There's another bonus with storing ints this way, and that's when you need to extend the width of the register the value is being stored in. With two's complement, storing a 4-bit number in an 8-bit register is a matter of repeating its most significant bit:
0001 (one, in four bits)
00000001 (one, in eight bits)
1110 (negative two, in four bits)
11111110 (negative two, in eight bits)
It's just a matter of looking at the sign bit of the smaller word and repeating it until it pads the width of the bigger word.
With your method you would need to clear the existing bit, which is an extra operation in addition to padding:
0001 (one, in four bits)
00000001 (one, in eight bits)
1010 (negative two, in four bits)
10000010 (negative two, in eight bits)
You still need to set those extra 4 bits in both cases, but in the "intuitive" case you need to clear the 5th bit as well. It's one tiny extra step in one of the most fundamental and common operations present in every application.
There is no "128" in a signed byte. The range is
- 0 to 127 : 128 values
- -1 to -128 : 128 values
Total 256 values, ie 2^8.
Addendum based on comment (and rereading the question)
0x80
could have been considered as -128, or +128. Wikipedia explanation is worth reading
The two's complement of the minimum number in the range will not have the desired effect of negating the number.

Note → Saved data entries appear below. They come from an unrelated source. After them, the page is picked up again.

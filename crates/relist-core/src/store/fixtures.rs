use std::collections::HashSet;
use std::fs;
use std::path::{Path, PathBuf};

use serde::{Deserialize, Serialize};
use thiserror::Error;

use crate::models::Conversation;

const BUNDLED_CONVERSATIONS: &str = include_str!("../../fixtures/conversations.json");

#[derive(Debug, Error)]
pub enum FixtureError {
    #[error("Failed to read dataset {path}: {source}")]
    Read {
        path: PathBuf,
        #[source]
        source: std::io::Error,
    },
    #[error("Failed to parse dataset: {0}")]
    Parse(#[from] serde_json::Error),
    #[error("Duplicate thread id in dataset: {0}")]
    DuplicateThread(String),
}

/// Static, read-only conversation dataset the store is populated from.
#[derive(Debug, Clone, Default, PartialEq, Serialize, Deserialize)]
pub struct Dataset {
    #[serde(default)]
    pub conversations: Vec<Conversation>,
}

impl Dataset {
    pub fn new(conversations: Vec<Conversation>) -> Self {
        Self { conversations }
    }

    pub fn from_json(json: &str) -> Result<Self, FixtureError> {
        let dataset: Dataset = serde_json::from_str(json)?;
        dataset.check_unique_ids()?;
        Ok(dataset)
    }

    pub fn load(path: &Path) -> Result<Self, FixtureError> {
        let contents = fs::read_to_string(path).map_err(|source| FixtureError::Read {
            path: path.to_path_buf(),
            source,
        })?;
        let dataset = Self::from_json(&contents)?;
        tracing::debug!(
            path = %path.display(),
            threads = dataset.conversations.len(),
            "loaded conversation dataset"
        );
        Ok(dataset)
    }

    /// Sample dataset compiled into the crate.
    pub fn bundled() -> Result<Self, FixtureError> {
        Self::from_json(BUNDLED_CONVERSATIONS)
    }

    fn check_unique_ids(&self) -> Result<(), FixtureError> {
        let mut seen = HashSet::new();
        for thread in &self.conversations {
            if !seen.insert(thread.thread_id.as_str()) {
                return Err(FixtureError::DuplicateThread(thread.thread_id.clone()));
            }
        }
        Ok(())
    }
}
use crate::models::Conversation;

/// Read-state after the viewer opens `thread`.
///
/// Counterpart messages that are unread and not pending approval become
/// read; everything else is left as is. The caller commits the result back
/// into the store.
pub fn mark_read(thread: &Conversation, viewer: &str) -> Conversation {
    let mut updated = thread.clone();
    for message in updated.messages.iter_mut() {
        if message.is_unread_for(viewer) {
            message.read = true;
        }
    }
    updated
}

/// Number of messages `mark_read` would flip.
pub fn pending_reads(thread: &Conversation, viewer: &str) -> usize {
    thread.unread_count(viewer)
}

#[cfg(test)]
mod tests {
    use super::*;
    use crate::models::{Message, MessageStatus, Timestamp};

    const ADA: &str = "ada@example.com";
    const BOB: &str = "bob@example.com";

    fn msg(sender: &str, read: bool, status: MessageStatus, at: &str) -> Message {
        Message {
            sender: sender.to_string(),
            content: format!("from {sender}"),
            timestamp: Timestamp::new(at),
            read,
            status,
        }
    }

    fn thread() -> Conversation {
        let mut thread = Conversation::new(
            "t1".to_string(),
            [ADA.to_string(), BOB.to_string()],
            "Oak bookshelf".to_string(),
        );
        thread.messages = vec![
            msg(BOB, false, MessageStatus::Sent, "2024-03-01T10:00:00Z"),
            msg(ADA, false, MessageStatus::Sent, "2024-03-01T10:01:00Z"),
            msg(BOB, false, MessageStatus::PendingApproval, "2024-03-01T10:02:00Z"),
            msg(ADA, true, MessageStatus::PendingApproval, "2024-03-01T10:03:00Z"),
            msg(BOB, false, MessageStatus::Approved, "2024-03-01T10:04:00Z"),
        ];
        thread
    }

    #[test]
    fn test_marks_counterpart_messages_only() {
        let before = thread();
        let after = mark_read(&before, ADA);

        assert!(after.messages[0].read);
        assert!(!after.messages[1].read, "viewer's own message is untouched");
        assert!(!after.messages[2].read, "pending approval stays unread");
        assert!(after.messages[3].read);
        assert!(after.messages[4].read);
        assert_eq!(after.unread_count(ADA), 0);
    }

    #[test]
    fn test_does_not_reorder_or_drop() {
        let before = thread();
        let after = mark_read(&before, ADA);
        assert_eq!(after.messages.len(), before.messages.len());
        for (a, b) in after.messages.iter().zip(before.messages.iter()) {
            assert_eq!(a.timestamp, b.timestamp);
            assert_eq!(a.content, b.content);
            assert_eq!(a.status, b.status);
        }
    }

    #[test]
    fn test_is_idempotent() {
        let once = mark_read(&thread(), ADA);
        let twice = mark_read(&once, ADA);
        assert_eq!(once, twice);
    }

    #[test]
    fn test_input_is_not_mutated() {
        let before = thread();
        let _ = mark_read(&before, ADA);
        assert_eq!(pending_reads(&before, ADA), 2);
    }

    #[test]
    fn test_viewer_perspective_matters() {
        let after = mark_read(&thread(), BOB);
        assert!(!after.messages[0].read, "bob's own message stays unread");
        assert!(after.messages[1].read);
    }

    mod proptest_read_state {
        use super::*;
        use crate::proptest_generators::{arb_conversation, arb_identity, proptest_config};
        use proptest::prelude::*;

        proptest! {
            #![proptest_config(proptest_config())]

            /// After marking read, nothing in the thread counts as unread for the viewer.
            #[test]
            fn prop_mark_read_clears_unread(thread in arb_conversation(), viewer in arb_identity()) {
                let after = mark_read(&thread, &viewer);
                prop_assert_eq!(after.unread_count(&viewer), 0);
            }

            /// Only counterpart, non-pending messages change, and only from unread to read.
            #[test]
            fn prop_mark_read_touches_only_eligible(thread in arb_conversation(), viewer in arb_identity()) {
                let after = mark_read(&thread, &viewer);
                prop_assert_eq!(after.messages.len(), thread.messages.len());
                prop_assert_eq!(&after.thread_id, &thread.thread_id);
                for (before, after) in thread.messages.iter().zip(after.messages.iter()) {
                    prop_assert_eq!(&before.sender, &after.sender);
                    prop_assert_eq!(&before.content, &after.content);
                    prop_assert_eq!(&before.timestamp, &after.timestamp);
                    prop_assert_eq!(before.status, after.status);
                    if before.is_from(&viewer) || before.status.is_pending() {
                        prop_assert_eq!(before.read, after.read);
                    } else {
                        prop_assert!(after.read);
                    }
                }
            }

            #[test]
            fn prop_mark_read_is_idempotent(thread in arb_conversation(), viewer in arb_identity()) {
                let once = mark_read(&thread, &viewer);
                prop_assert_eq!(mark_read(&once, &viewer), once);
            }

            #[test]
            fn prop_pending_reads_matches_flips(thread in arb_conversation(), viewer in arb_identity()) {
                let after = mark_read(&thread, &viewer);
                let flipped = thread
                    .messages
                    .iter()
                    .zip(after.messages.iter())
                    .filter(|(b, a)| b.read != a.read)
                    .count();
                prop_assert_eq!(pending_reads(&thread, &viewer), flipped);
            }
        }
    }
}
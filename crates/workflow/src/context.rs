//! Mutable state owned by one run.

use chrono::{NaiveDate, Utc};
use metrics::counter;
use tracing::warn;
use uuid::Uuid;

use campaign_core::types::{
    CampaignGroup, Customer, HolidayFact, RunResult, RunStatus, RunSummary, TriggerKind,
    WeatherFact,
};
use campaign_core::{CampaignError, CampaignResult};
use campaign_segmentation::CohortIndex;

use crate::state_machine::Stage;

#[derive(Debug)]
pub struct RunContext {
    pub run_id: Uuid,
    pub location: String,
    pub trigger: TriggerKind,
    pub today: NaiveDate,
    pub weather: Option<WeatherFact>,
    pub holiday: Option<HolidayFact>,
    pub errors: Vec<String>,
    pub completed_stages: Vec<String>,
    pub customers: Vec<Customer>,
    pub cohorts: Option<CohortIndex>,
    pub groups: Vec<CampaignGroup>,
    pub campaigns_created: usize,
    pub messages_sent: usize,
}

impl RunContext {
    pub fn new(location: &str, trigger: TriggerKind, today: NaiveDate) -> Self {
        Self {
            run_id: Uuid::new_v4(),
            location: location.to_string(),
            trigger,
            today,
            weather: None,
            holiday: None,
            errors: Vec::new(),
            completed_stages: Vec::new(),
            customers: Vec::new(),
            cohorts: None,
            groups: Vec::new(),
            campaigns_created: 0,
            messages_sent: 0,
        }
    }

    /// Records a soft failure and lets the run continue. Fatal errors are
    /// handed back so the caller can abort with `?`.
    pub fn absorb(&mut self, stage: Stage, err: CampaignError) -> CampaignResult<()> {
        if err.is_fatal() {
            return Err(err);
        }
        warn!(run_id = %self.run_id, stage = stage.as_str(), error = %err, "Stage error");
        counter!("campaign.stage_errors", "stage" => stage.as_str()).increment(1);
        self.errors.push(err.to_string());
        Ok(())
    }

    pub fn complete(&mut self, stage: Stage) {
        self.completed_stages.push(stage.as_str().to_string());
    }

    pub fn customers_targeted(&self) -> usize {
        self.customers.len()
    }

    pub fn summary_line(&self) -> String {
        let mut parts = vec![
            format!("Campaign executed for {}", self.location),
            format!("Targeted {} customers", self.customers_targeted()),
            format!("Created {} campaigns", self.campaigns_created),
            format!("Sent {} emails", self.messages_sent),
        ];
        if let Some(weather) = &self.weather {
            parts.push(format!(
                "Weather context: {} at {}°C",
                weather.condition, weather.temperature
            ));
        }
        if let Some(holiday) = &self.holiday {
            parts.push(format!("Holiday context: {} on {}", holiday.name, holiday.date));
        }
        if !self.errors.is_empty() {
            parts.push(format!(
                "Encountered {} errors during execution",
                self.errors.len()
            ));
        }
        parts.join(" | ")
    }

    /// The result of a run that reached `Finalize`.
    pub fn completed_result(&self, execution_time_ms: u64) -> RunResult {
        RunResult {
            run_id: self.run_id,
            location: self.location.clone(),
            trigger: self.trigger,
            status: if self.errors.is_empty() {
                RunStatus::Success
            } else {
                RunStatus::PartialSuccess
            },
            customers_targeted: self.customers_targeted(),
            campaigns_created: self.campaigns_created,
            messages_sent: self.messages_sent,
            errors: self.errors.clone(),
            execution_time_ms,
            summary: self.summary_line(),
        }
    }

    /// The result of a run aborted by a fatal error: zero counts, the soft
    /// errors seen so far plus the fatal one.
    pub fn failed_result(&self, fatal: &CampaignError, execution_time_ms: u64) -> RunResult {
        let mut errors = self.errors.clone();
        errors.push(fatal.to_string());
        RunResult {
            run_id: self.run_id,
            location: self.location.clone(),
            trigger: self.trigger,
            status: RunStatus::Failed,
            customers_targeted: 0,
            campaigns_created: 0,
            messages_sent: 0,
            errors,
            execution_time_ms,
            summary: format!("Workflow failed: {fatal}"),
        }
    }

    pub fn summary(&self, result: RunResult) -> RunSummary {
        RunSummary {
            result,
            completed_stages: self.completed_stages.clone(),
            weather: self.weather.clone(),
            holiday: self.holiday.clone(),
            finished_at: Utc::now(),
        }
    }
}

#[cfg(test)]
mod tests {
    use super::*;

    fn ctx() -> RunContext {
        RunContext::new(
            "Mumbai",
            TriggerKind::Weather,
            NaiveDate::from_ymd_opt(2024, 6, 15).unwrap(),
        )
    }

    #[test]
    fn test_soft_errors_give_partial_success() {
        let mut ctx = ctx();
        assert_eq!(ctx.completed_result(5).status, RunStatus::Success);

        ctx.absorb(Stage::Weather, CampaignError::Lookup("weather down".into()))
            .unwrap();
        let result = ctx.completed_result(5);
        assert_eq!(result.status, RunStatus::PartialSuccess);
        assert_eq!(result.errors, vec!["Lookup failure: weather down".to_string()]);
        assert!(result
            .summary
            .ends_with("Encountered 1 errors during execution"));
    }

    #[test]
    fn test_fatal_errors_are_handed_back() {
        let mut ctx = ctx();
        let err = ctx
            .absorb(Stage::Dispatch, CampaignError::InvalidTransition("x".into()))
            .unwrap_err();
        assert!(ctx.errors.is_empty());

        ctx.campaigns_created = 2;
        ctx.messages_sent = 7;
        let result = ctx.failed_result(&err, 9);
        assert_eq!(result.status, RunStatus::Failed);
        assert_eq!(result.messages_sent, 0);
        assert_eq!(result.campaigns_created, 0);
        assert_eq!(result.errors.len(), 1);
        assert!(result.summary.starts_with("Workflow failed:"));
    }

    #[test]
    fn test_summary_line_includes_context() {
        let mut ctx = ctx();
        ctx.weather = Some(WeatherFact {
            location: "Mumbai".into(),
            temperature: 26.0,
            condition: "Rain".into(),
            description: "light rain".into(),
            humidity: 80,
        });
        ctx.campaigns_created = 1;
        assert_eq!(
            ctx.summary_line(),
            "Campaign executed for Mumbai | Targeted 0 customers | Created 1 campaigns | \
             Sent 0 emails | Weather context: Rain at 26°C"
        );
    }
}
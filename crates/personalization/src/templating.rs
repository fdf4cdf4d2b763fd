//! Liquid-like placeholder renderer for message personalization.
//!
//! Supports `{{ name }}` and `{{ name | filter | filter }}`. Rendering is
//! total: every well-formed token is replaced, unknown names render as the
//! empty string and unknown filters are ignored.

use std::collections::HashMap;

type FilterFn = Box<dyn Fn(&str) -> String + Send + Sync>;

pub struct TemplateEngine {
    filters: HashMap<String, FilterFn>,
}

impl TemplateEngine {
    pub fn new() -> Self {
        let mut filters: HashMap<String, FilterFn> = HashMap::new();
        filters.insert("upcase".to_string(), Box::new(|s: &str| s.to_uppercase()));
        filters.insert("downcase".to_string(), Box::new(|s: &str| s.to_lowercase()));
        filters.insert(
            "capitalize".to_string(),
            Box::new(|s: &str| {
                let mut chars = s.chars();
                match chars.next() {
                    None => String::new(),
                    Some(c) => c.to_uppercase().to_string() + &chars.as_str().to_lowercase(),
                }
            }),
        );
        filters.insert("strip".to_string(), Box::new(|s: &str| s.trim().to_string()));
        filters.insert(
            "truncate".to_string(),
            Box::new(|s: &str| {
                if s.chars().count() > 50 {
                    format!("{}...", s.chars().take(50).collect::<String>())
                } else {
                    s.to_string()
                }
            }),
        );
        filters.insert(
            "default".to_string(),
            Box::new(|s: &str| {
                if s.is_empty() {
                    "N/A".to_string()
                } else {
                    s.to_string()
                }
            }),
        );
        Self { filters }
    }

    pub fn render(&self, template: &str, vars: &HashMap<String, String>) -> String {
        let mut out = String::with_capacity(template.len());
        let mut rest = template;

        while let Some(start) = rest.find("{{") {
            out.push_str(&rest[..start]);
            let after_open = &rest[start + 2..];
            match after_open.find("}}") {
                Some(end) => {
                    out.push_str(&self.render_token(&after_open[..end], vars));
                    rest = &after_open[end + 2..];
                }
                None => {
                    // Dangling opener: keep the text, drop the braces.
                    out.push_str(after_open);
                    rest = "";
                }
            }
        }
        out.push_str(rest);
        out
    }

    /// Names referenced by `template`, in order of first appearance.
    pub fn placeholders(&self, template: &str) -> Vec<String> {
        let mut names = Vec::new();
        let mut rest = template;
        while let Some(start) = rest.find("{{") {
            let after_open = &rest[start + 2..];
            let Some(end) = after_open.find("}}") else {
                break;
            };
            let name = token_name(&after_open[..end]);
            if !name.is_empty() && !names.iter().any(|n| n == name) {
                names.push(name.to_string());
            }
            rest = &after_open[end + 2..];
        }
        names
    }

    fn render_token(&self, token: &str, vars: &HashMap<String, String>) -> String {
        let mut parts = token.split('|');
        let name = parts.next().map(str::trim).unwrap_or_default();
        let mut value = vars.get(name).cloned().unwrap_or_default();
        for filter in parts {
            if let Some(f) = self.filters.get(filter.trim()) {
                value = f(&value);
            }
        }
        value
    }
}

impl Default for TemplateEngine {
    fn default() -> Self {
        Self::new()
    }
}

fn token_name(token: &str) -> &str {
    token.split('|').next().map(str::trim).unwrap_or_default()
}
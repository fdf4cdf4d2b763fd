pub mod config;
pub mod error;
pub mod event_bus;
pub mod providers;
pub mod types;

pub use config::AppConfig;
pub use error::{CampaignError, CampaignResult};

For example, the two's complement of −128 in an 8-bit system results in the same binary number. This is because a positive value of 128 cannot be represented with an 8-bit signed binary numeral. Note that this is detected as an overflow condition since there was a carry into but not out of the most-significant bit. This can lead to unexpected bugs in that an unchecked implementation of absolute value could return a negative number in the case of the minimum negative. The abs family of integer functions in C typically has this behaviour. This is also true for Java. In this case it is for the developer to decide if there will be a check for the minimum negative value before the call of the function.
The most negative number in two's complement is sometimes called "the weird number," because it is the only exception. Although the number is an exception, it is a valid number in regular two's complement systems. All arithmetic operations work with it both as an operand and (unless there was an overflow) a result.
Furthermore, right-shifting a signed integer would have the CPU propagate the MSb (bit 7) to the right, which would be against simple logic if 0x80
is +128, as, after only one shift, we would obtain 0xC0
which is a negative number (-64)... (while a right-shift from a positive number can, normally, never produce a negative result).
Best Answer
It's not. An unsigned byte (assuming 8-bit) is from 0 to 255.
The range of a signed byte using 2's complement is from -128 to 127, directly from the definition of 2's complement:
In 8-bit, it's
10000000
, in a hypothetical 9-bit representation it's110000000
.Artificially restricting the range to -127 wouldn't achieve very much; you'd be disallowing a perfectly valid value, and generally making code more complex (what else would you do with the bit pattern
10000000
?).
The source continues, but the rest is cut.